The concept of 'proven statistically' When the news talk about things been 'proven statistically' are they using a well-defined concept of statistics correctly, using it wrong, or just using an oxymoron?
I imagine that a 'statistical proof' is not actually something performed to prove a hypothesis, nor a mathematical proof, but more of a 'statistical test'. 
 A: I think - as with so many things - it's a combination of a widespread cultural misunderstanding and journalistic attempts at punchy shorthand that turns out to sometimes mislead.
"Cell phones cause cancer!" sells more ads than some explanation about investigating a possible link.
Of course conclusions based on statistical inference isn't proof in any kind of hard sense. It's reliant on assumptions, and even then conclusions (at best) are probabilistic (as we get, say with Bayesian inference), and then with frequentist inference you have to add in the usual error of misinterpretation of p-values as the probability that the null is true. That's without even considering issues like publication or reporting bias
You see similar errors just as much with science reporting more generally and it's just as frustrating.
I don't like the phrase 'statistically proven' myself, as I think it gives the wrong impression. While statistics done well is a powerful tool, the things statistics actually tells us can be surprisingly subtle and the appropriate discussion of the meaning of what is learned and the accompanying qualifications placed on the conclusions are often unsuited to the hype and punchiness of a headline or a hurried few paragraphs squeezed in between the usual celeb gossip. 
Indeed, even in the academic journals where those sort of qualifications would seem essential, they are often left aside and instead there appears some formulaic pronouncement (different from research area to research area) that is regarded as 'anointing' the result. 
I think there is room for carefully explaining the reasoning going from the results of inference (whether point and interval estimation, hypothesis testing, decision-theoretic calculations or even exploratory construction of a few visual comparisons) to the conclusions they lead to. That reasoning is where the real heart of the matter lies (including where the gaps in reasoning would be laid bare, were they explicit) and we rarely see it laid out. 
Besides that, we can keep sounding a note of caution
A: What the news people are talking about is anyone's guess and varies with the newscast. Perhaps most common is that they are giving a one sentence summary of research that requires several pages.
However, your last paragraph is mistaken. Statistically, each family does NOT have 2.4 children. The mean is 2.4 children. This is entirely possible. If you take a random sample of American families (tricky to do, but possible) then you would get an estimate of the mean. However, if you took a census of families, then, if the census really got every family (it doesn't) or, if the people it got are representative of the people it didn't get, with regard to number of children, then you  would have proven the fact. 
However, not only does the census miss people, the people it misses are different in many ways from the people it gets. The Census Bureau therefore tries to figure out how they are different; thus, again, giving an estimate of the number of kids per family.

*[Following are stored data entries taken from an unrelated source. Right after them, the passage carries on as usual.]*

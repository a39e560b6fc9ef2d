//! # Migration Checksum
//!
//! CRC32 checksums detect manual edits to migration scripts after they have
//! been recorded in the ledger. The checksum input is the pinned contract
//! `up + "\n" + down`: changing either the algorithm or the input silently
//! invalidates every previously recorded checksum, so any such change is a
//! breaking change that requires a one-time re-baseline of the ledger.

use crc32fast::Hasher;

/// Compute the checksum for a migration's scripts.
///
/// Same `up`/`down` pair always produces the same checksum.
pub fn migration_checksum(up: &str, down: &str) -> String {
    let mut content = String::with_capacity(up.len() + down.len() + 1);
    content.push_str(up);
    content.push('\n');
    content.push_str(down);
    compute_checksum(&content)
}

/// Compute a CRC32 checksum over arbitrary content.
pub fn compute_checksum(content: &str) -> String {
    let mut hasher = Hasher::new();
    hasher.update(content.as_bytes());
    format!("crc32:{:08X}", hasher.finalize())
}

/// Verify that content matches an expected checksum.
pub fn verify_checksum(content: &str, expected: &str) -> bool {
    compute_checksum(content) == expected
}

/// Parse the raw value out of a "crc32:ABC12345" formatted string.
pub fn parse_checksum(formatted: &str) -> Option<u32> {
    let hex_part = formatted.strip_prefix("crc32:")?;
    u32::from_str_radix(hex_part, 16).ok()
}
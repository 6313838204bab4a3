//! HTTP-backed embedding provider.
//!
//! Grounded on `llmspell-context`'s `reqwest` + `async-trait` usage —
//! `vestige-core` has no remote-HTTP embedding path of its own. Adds a
//! token-bucket limiter in front of the client and retries rate-limited
//! responses with bounded exponential backoff, per the provider
//! contract's `maxRetries=3`, `baseDelay=2s`.

use std::sync::atomic::{AtomicU64, Ordering};
use std::time::Duration;

use async_trait::async_trait;
use parking_lot::Mutex;
use serde::{Deserialize, Serialize};
use tokio::time::Instant as TokioInstant;

use super::provider::{EmbeddingError, EmbeddingProvider};

const MAX_RETRIES: u32 = 3;
const BASE_DELAY: Duration = Duration::from_secs(2);

/// Simple token bucket: one permit refills every `refill_interval`, up
/// to `capacity` permits outstanding.
struct TokenBucket {
    capacity: f64,
    tokens: Mutex<f64>,
    refill_per_sec: f64,
    last_refill: Mutex<TokioInstant>,
}

impl TokenBucket {
    fn new(capacity: u32, refill_per_sec: f64) -> Self {
        Self {
            capacity: capacity as f64,
            tokens: Mutex::new(capacity as f64),
            refill_per_sec,
            last_refill: Mutex::new(TokioInstant::now()),
        }
    }

    async fn acquire(&self) {
        loop {
            {
                let mut tokens = self.tokens.lock();
                let mut last = self.last_refill.lock();
                let now = TokioInstant::now();
                let elapsed = now.saturating_duration_since(*last).as_secs_f64();
                *tokens = (*tokens + elapsed * self.refill_per_sec).min(self.capacity);
                *last = now;

                if *tokens >= 1.0 {
                    *tokens -= 1.0;
                    return;
                }
            }
            tokio::time::sleep(Duration::from_millis(50)).await;
        }
    }
}

#[derive(Debug, Serialize)]
struct EmbedRequest<'a> {
    model: &'a str,
    input: &'a [String],
}

#[derive(Debug, Deserialize)]
struct EmbedResponse {
    data: Vec<EmbedDatum>,
}

#[derive(Debug, Deserialize)]
struct EmbedDatum {
    embedding: Vec<f32>,
}

/// Remote embedding provider speaking a simple OpenAI-style JSON API.
pub struct RemoteProvider {
    client: reqwest::Client,
    endpoint: String,
    api_key: String,
    model: String,
    dimension: usize,
    provider_name: String,
    bucket: TokenBucket,
    requests_sent: AtomicU64,
    retries_performed: AtomicU64,
}

impl RemoteProvider {
    pub fn new(
        endpoint: String,
        api_key: String,
        model: String,
        dimension: usize,
        provider_name: String,
        requests_per_sec: f64,
    ) -> Self {
        Self {
            client: reqwest::Client::new(),
            endpoint,
            api_key,
            model,
            dimension,
            provider_name,
            bucket: TokenBucket::new(requests_per_sec.ceil() as u32, requests_per_sec),
            requests_sent: AtomicU64::new(0),
            retries_performed: AtomicU64::new(0),
        }
    }

    pub fn requests_sent(&self) -> u64 {
        self.requests_sent.load(Ordering::Relaxed)
    }

    pub fn retries_performed(&self) -> u64 {
        self.retries_performed.load(Ordering::Relaxed)
    }

    async fn send_batch(&self, texts: &[String]) -> Result<Vec<Vec<f32>>, EmbeddingError> {
        let mut attempt = 0u32;
        loop {
            self.bucket.acquire().await;
            self.requests_sent.fetch_add(1, Ordering::Relaxed);

            let response = self
                .client
                .post(&self.endpoint)
                .bearer_auth(&self.api_key)
                .json(&EmbedRequest {
                    model: &self.model,
                    input: texts,
                })
                .send()
                .await
                .map_err(|e| EmbeddingError::Transport(e.to_string()))?;

            if response.status() == reqwest::StatusCode::TOO_MANY_REQUESTS {
                if attempt >= MAX_RETRIES {
                    return Err(EmbeddingError::RateLimited { retries: attempt });
                }
                let delay = BASE_DELAY * 2u32.pow(attempt);
                tracing::warn!(attempt, ?delay, "embedding provider rate limited, backing off");
                self.retries_performed.fetch_add(1, Ordering::Relaxed);
                tokio::time::sleep(delay).await;
                attempt += 1;
                continue;
            }

            if !response.status().is_success() {
                return Err(EmbeddingError::Provider(format!(
                    "status {}",
                    response.status()
                )));
            }

            let body: EmbedResponse = response
                .json()
                .await
                .map_err(|e| EmbeddingError::Provider(e.to_string()))?;
            return Ok(body.data.into_iter().map(|d| d.embedding).collect());
        }
    }
}

#[async_trait]
impl EmbeddingProvider for RemoteProvider {
    async fn embed(&self, text: &str) -> Result<Vec<f32>, EmbeddingError> {
        let batch = self.send_batch(std::slice::from_ref(&text.to_string())).await?;
        batch
            .into_iter()
            .next()
            .ok_or_else(|| EmbeddingError::Provider("empty response".to_string()))
    }

    async fn embed_batch(&self, texts: &[String]) -> Result<Vec<Vec<f32>>, EmbeddingError> {
        self.send_batch(texts).await
    }

    fn dimension(&self) -> usize {
        self.dimension
    }

    fn model(&self) -> &str {
        &self.model
    }

    fn provider(&self) -> &str {
        &self.provider_name
    }
}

But there are things you can prove; if you wanted to know, say, the average number of years that each professor in your department had been teaching, you could get accurate data and come up with an exact mean.
Your penultimate paragraph is also problematic as statistical tests are done precisely to prove hypotheses; more precisely, they are done (in the frequentist framework, anyway) to reject a null hypothesis at a given level of significance. 
A: Empirical knowledge is always probabilistic -- never clearly true or false, but always somewhere in between.  Statistical "proof" is a matter of collecting enough data to reduce the probability that a hypothesis is wrong to less than some accepted threshold.  And the threshold for "truth" or "correctness" differs from one academic discipline to the next.  Sociologists are satisfied with a 95% probability of being right, and sometimes settle for less; quantum physicists demand 99.99999% or better.